Sidang perkara Perselisihan Hasil Pemilihan Umum (PHPU) Kepala Daerah dan Wakil Kepala Daerah Kabupaten Aceh Utara kembali digelar untuk keempat kalinya, Kamis (3/5). Dalam sidang kali ini seorang ahli dan para saksi yang dihadirkan Pemohon serta para saksi Terkait menyampaikan keterangannya di hadapan Panel Hakim Konstitusi di Ruang Sidang Pleno, Lantai 2, Gedung Mahkamah Konstitusi (MK). Sidang ini merupakan sidang terakhir sebelum MK menggelar sidang pembacaan putusan untuk perkara yang teregistrasi dengan nomor 21/PHPU.D-X/2012.
Ahli Pemohon, Dian Puji Simatupang mendapat kesempatan di awal sidang untuk menyampaikan keterangan terkait pemenuhan syarat pendidikan calon Kepala Daerah dan Wakil Kepala Daerah seperti yang diatur pada UU Pemerintahan Daerah dan UU tentang Pemerintahan Aceh. Menurut Dian, sesuai Pasal 58 C UU No. 32 Tahun 2004 tentang Pemerintahan Daerah disebutkan bahwa calon kepala daerah dan wakil kepala daerah adalah Warga Negara Indonesia (WNI) yang memenuhi syarat berpendidikan sekurang-kurangnya sekolah lanjutan atas atau sederajat. Hal serupa juga dirumuskan dalam Pasal 67 ayat (2) UU No. 11 Tahun 2006 tentang Pemerintahan Aceh yang menyatakan calon suatu kepala daerah harus memenuhi syarat sekurang-kurangnya berpendidikan sekolah lanjutan atas atau sederajat.

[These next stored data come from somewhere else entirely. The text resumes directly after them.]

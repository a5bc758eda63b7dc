//! Newsletter subscriptions and mailings.

use std::sync::Arc;

use oerc_auth::{require, Capability, Identity};
use oerc_mail::templates::{admin_notification, welcome_email};
use oerc_mail::{Mailer, OutboundEmail};
use oerc_store::RecordStore;
use oerc_types::subscriber::validate_email;
use oerc_types::{NewsletterSubscriber, RecordId, Resource, SubscriberDraft, ValidationError};
use serde::{Deserialize, Serialize};

use crate::error::SiteResult;

/// Admin-authored mailing sent to every subscriber.
#[derive(Clone, Debug, Default, PartialEq, Eq, Serialize, Deserialize)]
#[serde(rename_all = "camelCase", default)]
pub struct BulkEmail {
    pub subject: String,
    pub html_content: String,
}

#[derive(Clone, Debug, PartialEq, Eq, Serialize, Deserialize)]
#[serde(rename_all = "camelCase")]
pub struct SendOutcome {
    pub recipients: usize,
    pub message: String,
    #[serde(skip_serializing_if = "Option::is_none")]
    pub delivery_id: Option<String>,
}

#[derive(Clone, Debug, PartialEq, Eq, Serialize, Deserialize)]
#[serde(rename_all = "camelCase")]
pub struct WelcomeOutcome {
    pub welcome_id: Option<String>,
    pub notified_admin: bool,
}

#[derive(Clone, Debug, PartialEq, Eq)]
pub struct NewsletterSettings {
    /// Sender on every outbound message.
    pub from: String,
    /// Receives a note for each new subscriber.
    pub admin_email: Option<String>,
}

/// Subscriber table plus delivery.
///
/// `subscribe` is the one unauthenticated write. Listing, removal, and bulk
/// sends check the caller's capabilities before touching the table or the
/// mailer.
pub struct NewsletterService {
    subscribers: Arc<dyn RecordStore<NewsletterSubscriber>>,
    mailer: Arc<dyn Mailer>,
    settings: NewsletterSettings,
}

impl NewsletterService {
    pub fn new(
        subscribers: Arc<dyn RecordStore<NewsletterSubscriber>>,
        mailer: Arc<dyn Mailer>,
        settings: NewsletterSettings,
    ) -> Self {
        Self { subscribers, mailer, settings }
    }

    pub fn settings(&self) -> &NewsletterSettings {
        &self.settings
    }

    /// Add an address. Duplicates fail only when the table enforces
    /// uniqueness.
    pub async fn subscribe(&self, email: &str) -> SiteResult<NewsletterSubscriber> {
        let draft = SubscriberDraft { email: email.trim().to_string() };
        NewsletterSubscriber::validate_draft(&draft)?;
        let subscriber = self.subscribers.insert(draft).await?;
        tracing::info!(id = %subscriber.id, "new newsletter subscriber");
        Ok(subscriber)
    }

    /// Every subscriber, newest first.
    pub async fn list(&self, caller: Option<&Identity>) -> SiteResult<Vec<NewsletterSubscriber>> {
        require(caller, Capability::ManageSubscribers)?;
        Ok(self.subscribers.select_all().await?)
    }

    pub async fn remove(&self, caller: Option<&Identity>, id: &RecordId) -> SiteResult<bool> {
        let caller = require(caller, Capability::ManageSubscribers)?;
        let removed = self.subscribers.delete(id).await?;
        tracing::info!(%id, removed, by = %caller.email, "subscriber removed");
        Ok(removed)
    }

    /// One message addressed to all current subscribers.
    pub async fn send_bulk(&self, caller: Option<&Identity>, email: &BulkEmail) -> SiteResult<SendOutcome> {
        let caller = require(caller, Capability::SendNewsletter)?;
        if email.subject.trim().is_empty() {
            return Err(ValidationError::MissingField("subject").into());
        }
        if email.html_content.trim().is_empty() {
            return Err(ValidationError::MissingField("htmlContent").into());
        }

        let recipients: Vec<String> = self
            .subscribers
            .select_all()
            .await?
            .into_iter()
            .map(|s| s.email)
            .collect();
        if recipients.is_empty() {
            return Ok(SendOutcome {
                recipients: 0,
                message: "No subscribers found".into(),
                delivery_id: None,
            });
        }

        let count = recipients.len();
        let message = OutboundEmail {
            from: self.settings.from.clone(),
            to: recipients,
            subject: email.subject.clone(),
            html: email.html_content.clone(),
        };
        let receipt = self.mailer.send(&message).await.map_err(|e| {
            tracing::error!(error = %e, mailer = self.mailer.name(), "bulk send failed");
            e
        })?;
        tracing::info!(recipients = count, by = %caller.email, "newsletter sent");
        Ok(SendOutcome {
            recipients: count,
            message: format!("Email sent to {count} subscribers"),
            delivery_id: receipt.id,
        })
    }

    /// Welcome a new subscriber and tell the admin.
    ///
    /// The admin note is skipped when no admin address is configured. A
    /// failed admin note is logged; the welcome result is still returned.
    pub async fn welcome(&self, email: &str) -> SiteResult<WelcomeOutcome> {
        let email = email.trim();
        validate_email(email)?;
        let receipt = self.mailer.send(&welcome_email(&self.settings.from, email)).await?;
        tracing::info!(mailer = self.mailer.name(), "welcome email sent");

        let mut notified_admin = false;
        if let Some(admin) = self.settings.admin_email.as_deref() {
            match self
                .mailer
                .send(&admin_notification(&self.settings.from, admin, email))
                .await
            {
                Ok(_) => notified_admin = true,
                Err(e) => tracing::warn!(error = %e, "admin notification failed"),
            }
        }
        Ok(WelcomeOutcome { welcome_id: receipt.id, notified_admin })
    }
}

impl std::fmt::Debug for NewsletterService {
    fn fmt(&self, f: &mut std::fmt::Formatter<'_>) -> std::fmt::Result {
        f.debug_struct("NewsletterService")
            .field("mailer", &self.mailer.name())
            .field("settings", &self.settings)
            .finish_non_exhaustive()
    }
}

#[cfg(test)]
mod tests {
    use super::*;
    use crate::error::SiteError;
    use oerc_auth::{AuthError, Role};
    use oerc_mail::{MailError, OutboxMailer};
    use oerc_store::{InMemoryTable, StoreError, UniquePolicy};

    struct Fixture {
        table: Arc<InMemoryTable<NewsletterSubscriber>>,
        outbox: Arc<OutboxMailer>,
        service: NewsletterService,
    }

    fn fixture(policy: UniquePolicy) -> Fixture {
        let table = Arc::new(InMemoryTable::with_policy(policy));
        let outbox = Arc::new(OutboxMailer::new());
        let service = NewsletterService::new(
            table.clone(),
            outbox.clone(),
            NewsletterSettings {
                from: "OERC Newsletter <info@oerc.ca>".into(),
                admin_email: Some("admin@oerc.ca".into()),
            },
        );
        Fixture { table, outbox, service }
    }

    fn admin() -> Identity {
        Identity::new("a", "admin@oerc.ca", [Role::Admin])
    }

    fn member() -> Identity {
        Identity::new("m", "member@oerc.ca", [Role::Member])
    }

    fn mailing() -> BulkEmail {
        BulkEmail { subject: "Spring update".into(), html_content: "<p>News</p>".into() }
    }

    #[tokio::test]
    async fn subscribe_validates_address() {
        let f = fixture(UniquePolicy::Enforce);
        assert!(matches!(
            f.service.subscribe("not-an-email").await,
            Err(SiteError::Validation(ValidationError::InvalidEmail(_)))
        ));
        let s = f.service.subscribe("  reader@school.ca ").await.unwrap();
        assert_eq!(s.email, "reader@school.ca");
        assert_eq!(f.table.len(), 1);
    }

    #[tokio::test]
    async fn duplicate_subscriber_depends_on_table_policy() {
        let f = fixture(UniquePolicy::Enforce);
        f.service.subscribe("reader@school.ca").await.unwrap();
        let err = f.service.subscribe("Reader@School.ca").await.unwrap_err();
        assert!(matches!(err, SiteError::Store(StoreError::UniqueViolation { .. })));
        assert_eq!(f.table.len(), 1);

        let f = fixture(UniquePolicy::Allow);
        f.service.subscribe("reader@school.ca").await.unwrap();
        f.service.subscribe("reader@school.ca").await.unwrap();
        assert_eq!(f.table.len(), 2);
    }

    #[tokio::test]
    async fn listing_requires_capability() {
        let f = fixture(UniquePolicy::Enforce);
        f.service.subscribe("a@x.ca").await.unwrap();
        f.service.subscribe("b@x.ca").await.unwrap();

        let rows = f.service.list(Some(&admin())).await.unwrap();
        assert_eq!(rows[0].email, "b@x.ca");

        assert!(matches!(
            f.service.list(Some(&member())).await,
            Err(SiteError::Auth(AuthError::Forbidden { .. }))
        ));
        assert!(matches!(
            f.service.list(None).await,
            Err(SiteError::Auth(AuthError::MissingCredentials))
        ));
    }

    #[tokio::test]
    async fn remove_requires_capability() {
        let f = fixture(UniquePolicy::Enforce);
        let s = f.service.subscribe("a@x.ca").await.unwrap();
        assert!(f.service.remove(Some(&member()), &s.id).await.is_err());
        assert_eq!(f.table.len(), 1);
        assert!(f.service.remove(Some(&admin()), &s.id).await.unwrap());
        assert!(!f.service.remove(Some(&admin()), &s.id).await.unwrap());
    }

    #[tokio::test]
    async fn bulk_send_is_one_message_to_everyone() {
        let f = fixture(UniquePolicy::Enforce);
        for e in ["a@x.ca", "b@x.ca", "c@x.ca"] {
            f.service.subscribe(e).await.unwrap();
        }
        let outcome = f.service.send_bulk(Some(&admin()), &mailing()).await.unwrap();
        assert_eq!(outcome.recipients, 3);
        assert_eq!(outcome.delivery_id.as_deref(), Some("outbox-1"));

        let sent = f.outbox.sent();
        assert_eq!(sent.len(), 1);
        assert_eq!(sent[0].to.len(), 3);
        assert_eq!(sent[0].from, "OERC Newsletter <info@oerc.ca>");
    }

    #[tokio::test]
    async fn non_admin_bulk_send_has_no_side_effect() {
        let f = fixture(UniquePolicy::Enforce);
        f.service.subscribe("a@x.ca").await.unwrap();

        for caller in [Some(member()), None] {
            let err = f.service.send_bulk(caller.as_ref(), &mailing()).await.unwrap_err();
            assert!(matches!(err, SiteError::Auth(_)));
        }
        assert!(f.outbox.sent().is_empty());
        assert_eq!(f.table.len(), 1);
    }

    #[tokio::test]
    async fn bulk_send_validation_and_empty_list() {
        let f = fixture(UniquePolicy::Enforce);
        let blank = BulkEmail { subject: " ".into(), ..mailing() };
        assert!(matches!(
            f.service.send_bulk(Some(&admin()), &blank).await,
            Err(SiteError::Validation(ValidationError::MissingField("subject")))
        ));

        let outcome = f.service.send_bulk(Some(&admin()), &mailing()).await.unwrap();
        assert_eq!(outcome.recipients, 0);
        assert_eq!(outcome.message, "No subscribers found");
        assert!(f.outbox.sent().is_empty());
    }

    #[tokio::test]
    async fn delivery_failure_is_surfaced() {
        let f = fixture(UniquePolicy::Enforce);
        f.service.subscribe("a@x.ca").await.unwrap();
        f.outbox.fail_next(MailError::Rejected { status: 422, message: "bad from".into() });
        let err = f.service.send_bulk(Some(&admin()), &mailing()).await.unwrap_err();
        assert!(matches!(err, SiteError::Mail(MailError::Rejected { status: 422, .. })));
    }

    #[tokio::test]
    async fn welcome_sends_two_messages() {
        let f = fixture(UniquePolicy::Enforce);
        let outcome = f.service.welcome("new@x.ca").await.unwrap();
        assert!(outcome.notified_admin);
        let sent = f.outbox.sent();
        assert_eq!(sent.len(), 2);
        assert_eq!(sent[0].to, vec!["new@x.ca"]);
        assert_eq!(sent[1].to, vec!["admin@oerc.ca"]);
    }

    #[tokio::test]
    async fn welcome_without_email_is_rejected() {
        let f = fixture(UniquePolicy::Enforce);
        assert!(matches!(
            f.service.welcome("").await,
            Err(SiteError::Validation(ValidationError::MissingField("email")))
        ));
        assert!(f.outbox.sent().is_empty());
    }
}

“Implikasi dari peraturan tersebut menurut hukum administrasi negara, yaitu calon kepala daerah dan wakil kepala daerah harus memiliki bukti otentik untuk pemenuhan syarat pendidikan dengan suatu dokumen yang dinamakan ijazah atau Surat Tanda Tamat Belajar (STTB) atau surat keterangan setara dengan ijazah apabila ijazah dinyatakan hilang atau musnah,” jelas Dian.
Berdasarkan ketentuan tersebut, lanjut Dian, produk administratif yang menjadi dasar dari otentifikasi terhadap suatu surat ijazah adalah Peraturan Menteri Pendidikan Nasional No. 59 Tahun 2008 tentang pengesahan fotokopi ijazah, STTB atau surat keterangan pengganti yang berpenghargaan sama dengan ijazah. Artinya, pemenuhan syarat yang dinyatakan sekurang-kurangnya sekolah lanjutan atas adalah dengan telah menempuh dan menyelesaikan sekolah lanjutan atas atau sederajat yang dibuktikan dengan izajah atau STTB.
Kemudian Dian menegaskan bahwa ketentuan pemenuhan syarat pendidikan bagi calon kepala daerah dan wakil kepala daerah tersebut dapat terpenuhi jika para calon tidak hanya melampirkan fotocopinya saja, tapi juga menunjukkan bukti memiliki ijazah. Bukti yang dimaksud Dian yaitu berupa surat pernyataan resmi dan sah berlakunya ijazah secara nasional yang sekaligus menyatakan seorang peserta didik telah lulus sekolah dan lulus ujian sekolah.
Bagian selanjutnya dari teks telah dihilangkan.